Task prompt
Keeping every character intact, repeat the whole listing.

____________

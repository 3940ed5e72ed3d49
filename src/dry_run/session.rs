//! Dry-run status tracking across runs.
//!
//! `IDLE → RUNNING → {SUCCESS | FAILURE} → IDLE`. Every `begin` issues a new
//! run token; completions carrying an older token are discarded so a slow,
//! superseded run cannot overwrite a newer report.

use std::sync::atomic::{AtomicU64, Ordering};
use std::sync::{Mutex, MutexGuard, PoisonError};

use serde::{Deserialize, Serialize};
use tracing::debug;

use super::PolicyDryRunReport;

#[derive(Debug, Clone, Copy, Default, PartialEq, Eq, Serialize, Deserialize)]
#[serde(rename_all = "SCREAMING_SNAKE_CASE")]
pub enum DryRunStatus {
    #[default]
    Idle,
    Running,
    Success,
    Failure,
}

#[derive(Debug, Clone, Copy, PartialEq, Eq)]
pub struct RunToken {
    generation: u64,
}

#[derive(Debug, Default)]
struct SessionState {
    status: DryRunStatus,
    report: Option<PolicyDryRunReport>,
}

#[derive(Debug, Default)]
pub struct DryRunSession {
    generation: AtomicU64,
    state: Mutex<SessionState>,
}

impl DryRunSession {
    pub fn new() -> Self {
        Self::default()
    }

    fn state(&self) -> MutexGuard<'_, SessionState> {
        self.state.lock().unwrap_or_else(PoisonError::into_inner)
    }

    pub fn status(&self) -> DryRunStatus {
        self.state().status
    }

    pub fn report(&self) -> Option<PolicyDryRunReport> {
        self.state().report.clone()
    }

    /// Start a run. Any run still in flight is superseded.
    pub fn begin(&self) -> RunToken {
        let generation = self.generation.fetch_add(1, Ordering::SeqCst) + 1;
        let mut state = self.state();
        state.status = DryRunStatus::Running;
        state.report = None;
        RunToken { generation }
    }

    pub fn is_current(&self, token: RunToken) -> bool {
        self.generation.load(Ordering::SeqCst) == token.generation
    }

    /// Store the report of the run identified by `token`. Returns `false`
    /// and drops the report if a newer run started meanwhile.
    pub fn complete(&self, token: RunToken, report: PolicyDryRunReport) -> bool {
        let mut state = self.state();
        if !self.is_current(token) {
            debug!(
                generation = token.generation,
                "Discarding report of a superseded dry run"
            );
            return false;
        }
        state.status = report.status;
        state.report = Some(report);
        true
    }

    /// Back to `IDLE`. In-flight runs are superseded.
    pub fn reset(&self) {
        self.generation.fetch_add(1, Ordering::SeqCst);
        let mut state = self.state();
        state.status = DryRunStatus::Idle;
        state.report = None;
    }
}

____________

Result of this exercise
repository 3940ed5e72ed3d49
filename src/dry_run/session.rs
//! Dry-run status tracking across runs.
//!
//! `IDLE → RUNNING → {SUCCESS | FAILURE} → IDLE`. Every `begin` issues a new
//! run token; completions carrying an older token are discarded so a slow,
//! superseded run cannot overwrite a newer report.

use std::sync::atomic::{AtomicU64, Ordering};
use std::sync::{Mutex, MutexGuard, PoisonError};

use serde::{Deserialize, Serialize};
use tracing::debug;

use super::PolicyDryRunReport;

#[derive(Debug, Clone, Copy, Default, PartialEq, Eq, Serialize, Deserialize)]
#[serde(rename_all = "SCREAMING_SNAKE_CASE")]
pub enum DryRunStatus {
    #[default]
    Idle,
    Running,
    Success,
    Failure,
}

#[derive(Debug, Clone, Copy, PartialEq, Eq)]
pub struct RunToken {
    generation: u64,
}

#[derive(Debug, Default)]
struct SessionState {
    status: DryRunStatus,
    report: Option<PolicyDryRunReport>,
}

#[derive(Debug, Default)]
pub struct DryRunSession {
    generation: AtomicU64,
    state: Mutex<SessionState>,
}

impl DryRunSession {
    pub fn new() -> Self {
        Self::default()
    }

    fn state(&self) -> MutexGuard<'_, SessionState> {
        self.state.lock().unwrap_or_else(PoisonError::into_inner)
    }

    pub fn status(&self) -> DryRunStatus {
        self.state().status
    }

    pub fn report(&self) -> Option<PolicyDryRunReport> {
        self.state().report.clone()
    }

    /// Start a run. Any run still in flight is superseded.
    pub fn begin(&self) -> RunToken {
        let generation = self.generation.fetch_add(1, Ordering::SeqCst) + 1;
        let mut state = self.state();
        state.status = DryRunStatus::Running;
        state.report = None;
        RunToken { generation }
    }

    pub fn is_current(&self, token: RunToken) -> bool {
        self.generation.load(Ordering::SeqCst) == token.generation
    }

    /// Store the report of the run identified by `token`. Returns `false`
    /// and drops the report if a newer run started meanwhile.
    pub fn complete(&self, token: RunToken, report: PolicyDryRunReport) -> bool {
        let mut state = self.state();
        if !self.is_current(token) {
            debug!(
                generation = token.generation,
                "Discarding report of a superseded dry run"
            );
            return false;
        }
        state.status = report.status;
        state.report = Some(report);
        true
    }

    /// Back to `IDLE`. In-flight runs are superseded.
    pub fn reset(&self) {
        self.generation.fetch_add(1, Ordering::SeqCst);
        let mut state = self.state();
        state.status = DryRunStatus::Idle;
        state.report = None;
    }
}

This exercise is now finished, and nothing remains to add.